County health officials say there is no reason to panic locally about the coronavirus known as COVID-19 that has spread around the world.
“The current risk to L.A. County residents for getting COVID-19 is very low. The best things people can do to protect themselves from any respiratory virus, including COVID-19, are the simple, everyday preventative measures such as washing hands, covering your cough and avoiding going out when sick,” said Dr. Prabhu Gounder, medical director of the Los Angeles County Department of Public Health’s respiratory diseases unit, which is leading the county’s response to the outbreak.
County health officials said they’ve been reviewing the daily updates from the Centers for Disease Control and Prevention and responding to their instructions, as well as monitoring travelers coming from China, where the virus originated in the Hubei province.
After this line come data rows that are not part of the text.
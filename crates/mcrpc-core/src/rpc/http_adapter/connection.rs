use std::error::Error as _;

use async_trait::async_trait;
use base64::{engine::general_purpose::STANDARD as BASE64_STANDARD, Engine as _};
use reqwest::header::{self, HeaderMap, HeaderValue};
use reqwest::Url;

use crate::error::{RpcError, TransportError};

use super::super::types::ClientConfig;
use super::super::{HttpRequest, HttpResponse, Transport};

/// Build the daemon URL, `http(s)://host:port/`.
pub(super) fn endpoint_url(config: &ClientConfig) -> Result<String, RpcError> {
    if config.host.trim().is_empty() {
        return Err(RpcError::Config("rpc host must not be empty".to_owned()));
    }
    if config.port == 0 {
        return Err(RpcError::Config("rpc port must be non-zero".to_owned()));
    }

    let scheme = if config.use_tls { "https" } else { "http" };
    // Bare IPv6 literals need brackets before a port can follow.
    let host = if config.host.contains(':') && !config.host.starts_with('[') {
        format!("[{}]", config.host)
    } else {
        config.host.clone()
    };
    let url = format!("{scheme}://{host}:{}/", config.port);

    Url::parse(&url).map_err(|e| {
        RpcError::Config(format!(
            "invalid rpc endpoint `{url}`: expected host and port ({e})"
        ))
    })?;
    Ok(url)
}

/// `Authorization: Basic base64(user:pass)`, marked sensitive so it never
/// shows up in debug output.
pub(super) fn basic_auth_header(user: &str, password: &str) -> Result<HeaderValue, RpcError> {
    let encoded = BASE64_STANDARD.encode(format!("{user}:{password}"));
    let mut value = HeaderValue::from_str(&format!("Basic {encoded}"))
        .map_err(|e| RpcError::Config(format!("failed to build Authorization header: {e}")))?;
    value.set_sensitive(true);
    Ok(value)
}

pub(super) fn request_headers(authorization: &HeaderValue, content_length: usize) -> HeaderMap {
    let mut headers = HeaderMap::with_capacity(4);
    headers.insert(
        header::CONTENT_TYPE,
        HeaderValue::from_static("application/json"),
    );
    headers.insert(header::CONNECTION, HeaderValue::from_static("close"));
    headers.insert(header::CONTENT_LENGTH, HeaderValue::from(content_length));
    headers.insert(header::AUTHORIZATION, authorization.clone());
    headers
}

// ==============================================================================
// reqwest Transport
// ==============================================================================

/// Default [`Transport`]: `reqwest` over HTTP/1.1, no idle connection reuse,
/// no timeouts.
///
/// Keeps two clients because certificate verification is fixed when a
/// `reqwest::Client` is built; requests with `verify_tls == false` go
/// through the one that accepts any certificate and any hostname.
pub struct ReqwestTransport {
    verified: reqwest::Client,
    unverified: reqwest::Client,
}

impl ReqwestTransport {
    pub fn new() -> Result<Self, RpcError> {
        Ok(Self {
            verified: build_client(true)?,
            unverified: build_client(false)?,
        })
    }

    fn client_for(&self, verify_tls: bool) -> &reqwest::Client {
        if verify_tls {
            &self.verified
        } else {
            &self.unverified
        }
    }
}

fn build_client(verify_tls: bool) -> Result<reqwest::Client, RpcError> {
    reqwest::Client::builder()
        .http1_only()
        .pool_max_idle_per_host(0)
        .tcp_nodelay(true)
        .danger_accept_invalid_certs(!verify_tls)
        .build()
        .map_err(|e| RpcError::Config(format!("failed to build HTTP client: {e}")))
}

#[async_trait]
impl Transport for ReqwestTransport {
    async fn post(&self, request: HttpRequest) -> Result<HttpResponse, TransportError> {
        let response = self
            .client_for(request.verify_tls)
            .post(&request.url)
            .headers(request.headers)
            .body(request.body)
            .send()
            .await
            .map_err(|e| TransportError(describe_reqwest_error(&e)))?;
        let status = response.status();
        let reason = response
            .extensions()
            .get::<hyper::ext::ReasonPhrase>()
            .map(|reason| String::from_utf8_lossy(reason.as_bytes()).into_owned());

        let body = response
            .bytes()
            .await
            .map_err(|e| TransportError(describe_reqwest_error(&e)))?;

        Ok(HttpResponse {
            status,
            reason,
            body: body.to_vec(),
        })
    }
}

/// Flatten a `reqwest` error and its source chain into one line, so the
/// root cause (refused connection, DNS failure, bad certificate) is visible.
fn describe_reqwest_error(err: &reqwest::Error) -> String {
    let mut message = err.to_string();
    let mut source = err.source();
    while let Some(cause) = source {
        let cause_text = cause.to_string();
        if !message.contains(&cause_text) {
            message.push_str(": ");
            message.push_str(&cause_text);
        }
        source = cause.source();
    }
    message
}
Gounder said there have been reports of some people being asymptomatic, meaning they contracted the virus but did not experience any of its symptoms, which can make the virus more difficult to detect.
The county health department has established a screening call center to contact more than 1,700 asymptomatic Los Angeles County residents who recently returned from China to offer them support, according to Barger.
County health officials are also trying to obtain testing kits for local monitoring from the CDC. Those kits were supposed to arrive last week, but the outbreak has grown significantly worldwide since then, causing a delay. The CDC has been issuing 14-day quarantines for people who have symptoms or may have been exposed to the virus.
COVID-19 was first reported as being transmitted from animals to humans, but the CDC confirmed last month that it can now be transferred from human to human.
Since December 2019, more than 72,000 novel coronavirus cases have been confirmed globally. In the United States, the health risk to the general public for coronavirus remains low. However, the U.S. Department of Health and Human Services declared a public health emergency to allow local, state and federal officials to fully coordinate responses in partnership with public health departments, emergency management teams, airports, health care professionals and first responders.
Orange County declared a local health emergency Wednesday. San Francisco did so on Tuesday, and San Diego County declared an emergency earlier this month.
If Barger’s motion is approved, the Los Angeles County Board of Supervisors will send a letter to the Los Angeles County Congressional Delegation, the White House Administration, the U.S. Department of Health and Human Services and other officials to request at least $7.5 million dollars to support state and local response to address the coronavirus threat.